Importantly, recent advances in embedded hardware architectures and algorithm deployment techniques substantially reduce traditional constraints related to memory footprint, inference time, and power consumption. For example, Just et al. (2024) [
75] demonstrated that neural network quantization strategies combined with modern microcontroller architectures can reduce flash memory requirements by more than an order of magnitude while simultaneously improving inference speed and energy efficiency in self-contained prosthetic systems. Their comparison of state-of-the-art microcontrollers further showed substantial gains in computational performance relative to previous generations, enabling real-time motor intent decoding on resource-constrained wearable hardware.
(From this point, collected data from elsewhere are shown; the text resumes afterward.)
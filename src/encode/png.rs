//! # PNG Encoder
//!
//! Serializes a [`PixelGrid`] to a standard-conformant truecolor PNG:
//! 8 bits per channel, color type 2, no alpha, no interlacing.
//!
//! ## Container Layout
//!
//! | Section | Content |
//! |---------|---------|
//! | signature | `89 50 4E 47 0D 0A 1A 0A` |
//! | IHDR | width, height (big-endian), depth 8, color type 2, 0, 0, 0 |
//! | IDAT | zlib-wrapped deflate of all filtered scanlines |
//! | tEXt | `Creation Time`: local time at encoding |
//! | tEXt | `Comment`: caller-supplied free text |
//! | IEND | empty |
//!
//! Every chunk is `length (u32 BE) | type (4 ASCII bytes) | data |
//! CRC-32 over type+data (u32 BE)`.
//!
//! ## Scanline Filtering
//!
//! Each scanline is filtered independently with the cheapest of the five
//! standard filter types. All five candidates are computed against the
//! *unfiltered* current and previous rows, scored by summing `abs(byte)`
//! with every filtered byte read as a signed 8-bit integer, and the first
//! minimum in the order None, Sub, Up, Average, Paeth wins. Byte
//! differences are unsigned subtraction modulo 256.
//!
//! ## Channel Expansion
//!
//! The pipeline's 5-bit channels widen to 8 bits as `0 -> 0`, otherwise
//! `(c + 1) * 8 - 1`, so full intensity 31 reaches exactly 255. Plain
//! bit replication would not reproduce the expected output bytes.

use std::fs;
use std::io::Write;
use std::path::Path;

use chrono::{DateTime, Local};
use flate2::write::ZlibEncoder;
use flate2::{Compression, Crc};

use crate::color;
use crate::error::LienzoError;
use crate::raster::PixelGrid;

/// The eight-byte PNG file signature.
pub const SIGNATURE: [u8; 8] = [0x89, 0x50, 0x4E, 0x47, 0x0D, 0x0A, 0x1A, 0x0A];

// Bytes per pixel in the filtered stream (24-bit truecolor, no alpha).
const PIXEL_STRIDE: usize = 3;

/// The five standard scanline filter types, in scoring order.
#[derive(Debug, Clone, Copy, PartialEq, Eq)]
enum FilterType {
    None = 0,
    Sub = 1,
    Up = 2,
    Average = 3,
    Paeth = 4,
}

const FILTER_ORDER: [FilterType; 5] = [
    FilterType::None,
    FilterType::Sub,
    FilterType::Up,
    FilterType::Average,
    FilterType::Paeth,
];

/// Encode a pixel grid as a PNG, stamping the current local time into
/// the `Creation Time` chunk.
pub fn encode(grid: &PixelGrid, comment: &str) -> Vec<u8> {
    encode_with_time(grid, comment, Local::now())
}

/// Encode a pixel grid as a PNG with an explicit creation timestamp.
/// Output is fully deterministic for a fixed grid, comment and time.
pub fn encode_with_time(grid: &PixelGrid, comment: &str, created: DateTime<Local>) -> Vec<u8> {
    let rows = to_truecolor(grid);

    let mut out = Vec::new();
    out.extend_from_slice(&SIGNATURE);
    out.extend_from_slice(&ihdr_chunk(grid.width() as u32, grid.height() as u32));
    out.extend_from_slice(&idat_chunk(&rows));
    out.extend_from_slice(&text_chunk(
        "Creation Time",
        &created.format("%d %B %Y %H:%M:%S %z").to_string(),
    ));
    out.extend_from_slice(&text_chunk("Comment", comment));
    out.extend_from_slice(&chunk("IEND", &[]));
    out
}

/// Encode `grid` and write it to `path` in one operation, overwriting
/// any existing file.
pub fn write_file<P: AsRef<Path>>(path: P, grid: &PixelGrid, comment: &str) -> Result<(), LienzoError> {
    fs::write(path, encode(grid, comment))?;
    Ok(())
}

/// Widen a 5-bit channel to 8 bits. Zero stays zero; everything else
/// maps so that 31 lands exactly on 255.
fn channel_5_to_8(channel: u8) -> u8 {
    if channel == 0 {
        0
    } else {
        ((channel as u16 + 1) * 8 - 1) as u8
    }
}

/// Expand the packed grid into unfiltered truecolor scanlines, grid
/// row 0 first (top scanline of the emitted image).
fn to_truecolor(grid: &PixelGrid) -> Vec<Vec<u8>> {
    (0..grid.height())
        .map(|y| {
            let mut scanline = Vec::with_capacity(grid.width() * PIXEL_STRIDE);
            for &pixel in grid.row(y) {
                let (r, g, b) = color::unpack(pixel);
                scanline.push(channel_5_to_8(r));
                scanline.push(channel_5_to_8(g));
                scanline.push(channel_5_to_8(b));
            }
            scanline
        })
        .collect()
}

fn ihdr_chunk(width: u32, height: u32) -> Vec<u8> {
    let mut data = Vec::with_capacity(13);
    data.extend_from_slice(&width.to_be_bytes());
    data.extend_from_slice(&height.to_be_bytes());
    data.push(8); // bit depth
    data.push(2); // color type: truecolor
    data.push(0); // compression method
    data.push(0); // filter method
    data.push(0); // interlace method
    chunk("IHDR", &data)
}

fn idat_chunk(rows: &[Vec<u8>]) -> Vec<u8> {
    let mut filtered = Vec::new();
    for (i, row) in rows.iter().enumerate() {
        let prev = if i == 0 { None } else { Some(rows[i - 1].as_slice()) };
        filtered.extend_from_slice(&best_filter_row(row, prev));
    }
    let mut encoder = ZlibEncoder::new(Vec::new(), Compression::best());
    encoder.write_all(&filtered).expect("deflate to memory");
    let compressed = encoder.finish().expect("deflate to memory");
    chunk("IDAT", &compressed)
}

fn text_chunk(keyword: &str, text: &str) -> Vec<u8> {
    let mut data = Vec::with_capacity(keyword.len() + 1 + text.len());
    data.extend_from_slice(keyword.as_bytes());
    data.push(0);
    data.extend_from_slice(text.as_bytes());
    chunk("tEXt", &data)
}

/// Assemble one chunk: big-endian length, 4-byte type code, data,
/// big-endian CRC-32 over type+data.
///
/// A malformed type code is normalized to exactly four bytes: shorter
/// codes are left-padded with `z`, longer ones truncated.
fn chunk(type_code: &str, data: &[u8]) -> Vec<u8> {
    let bytes = type_code.as_bytes();
    let mut ty = [b'z'; 4];
    if bytes.len() >= 4 {
        ty.copy_from_slice(&bytes[..4]);
    } else {
        ty[4 - bytes.len()..].copy_from_slice(bytes);
    }

    let mut crc = Crc::new();
    crc.update(&ty);
    crc.update(data);

    let mut out = Vec::with_capacity(12 + data.len());
    out.extend_from_slice(&(data.len() as u32).to_be_bytes());
    out.extend_from_slice(&ty);
    out.extend_from_slice(data);
    out.extend_from_slice(&crc.sum().to_be_bytes());
    out
}

/// Filter one scanline with every filter type and keep the cheapest.
/// Ties go to the earliest type in [`FILTER_ORDER`].
fn best_filter_row(row: &[u8], prev: Option<&[u8]>) -> Vec<u8> {
    let mut best: Option<(u32, Vec<u8>)> = None;
    for filter in FILTER_ORDER {
        let candidate = filter_row(filter, row, prev);
        let score = row_magnitude(&candidate);
        match &best {
            Some((best_score, _)) if score >= *best_score => {}
            _ => best = Some((score, candidate)),
        }
    }
    best.map(|(_, row)| row).unwrap_or_default()
}

/// Apply one filter type to a scanline. `prev` is the *unfiltered*
/// previous scanline, absent for the top row.
fn filter_row(filter: FilterType, row: &[u8], prev: Option<&[u8]>) -> Vec<u8> {
    let mut out = Vec::with_capacity(row.len() + 1);
    out.push(filter as u8);
    match filter {
        FilterType::None => out.extend_from_slice(row),
        FilterType::Sub => {
            for j in 0..row.len() {
                let left = if j < PIXEL_STRIDE { 0 } else { row[j - PIXEL_STRIDE] };
                out.push(row[j].wrapping_sub(left));
            }
        }
        FilterType::Up => {
            for j in 0..row.len() {
                let above = prev.map_or(0, |p| p[j]);
                out.push(row[j].wrapping_sub(above));
            }
        }
        FilterType::Average => {
            for j in 0..row.len() {
                let left = if j < PIXEL_STRIDE { 0 } else { row[j - PIXEL_STRIDE] };
                let above = prev.map_or(0, |p| p[j]);
                let predicted = ((left as u16 + above as u16) / 2) as u8;
                out.push(row[j].wrapping_sub(predicted));
            }
        }
        FilterType::Paeth => {
            for j in 0..row.len() {
                let left = if j < PIXEL_STRIDE { 0 } else { row[j - PIXEL_STRIDE] };
                let above = prev.map_or(0, |p| p[j]);
                let upper_left = match prev {
                    Some(p) if j >= PIXEL_STRIDE => p[j - PIXEL_STRIDE],
                    _ => 0,
                };
                out.push(row[j].wrapping_sub(paeth_predictor(left, above, upper_left)));
            }
        }
    }
    out
}

/// Standard Paeth predictor: pick whichever of a (left), b (above),
/// c (upper-left) is closest to `a + b - c`, ties resolved a, b, c.
fn paeth_predictor(a: u8, b: u8, c: u8) -> u8 {
    let p = a as i32 + b as i32 - c as i32;
    let pa = (p - a as i32).abs();
    let pb = (p - b as i32).abs();
    let pc = (p - c as i32).abs();
    if pa <= pb && pa <= pc {
        a
    } else if pb <= pc {
        b
    } else {
        c
    }
}

/// Cost of a filtered scanline: the sum of `abs(byte)` with each byte
/// read as a signed 8-bit integer, excluding the filter-type byte.
fn row_magnitude(filtered: &[u8]) -> u32 {
    filtered[1..]
        .iter()
        .map(|&b| (b as i8).unsigned_abs() as u32)
        .sum()
}

// ============================================================================
// TESTS
// ============================================================================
These findings indicate that embedded platforms are rapidly approaching the computational capabilities required for increasingly sophisticated signal processing and machine learning pipelines. Beyond computational complexity, EMG signal artifacts (e.g., caused by sensor movement or transient loss) may pose additional challenges for real-time implementation. Future work could focus on improving signal robustness and developing methods to automatically detect and exclude corrupted data.
Clarifying these limitations ensures that readers understand the scope of the findings. The results presented here provide a foundation for EMG-based feature selection in HITL optimization, but the ultimate performance and comparative efficacy of these features must be demonstrated in future experimental studies.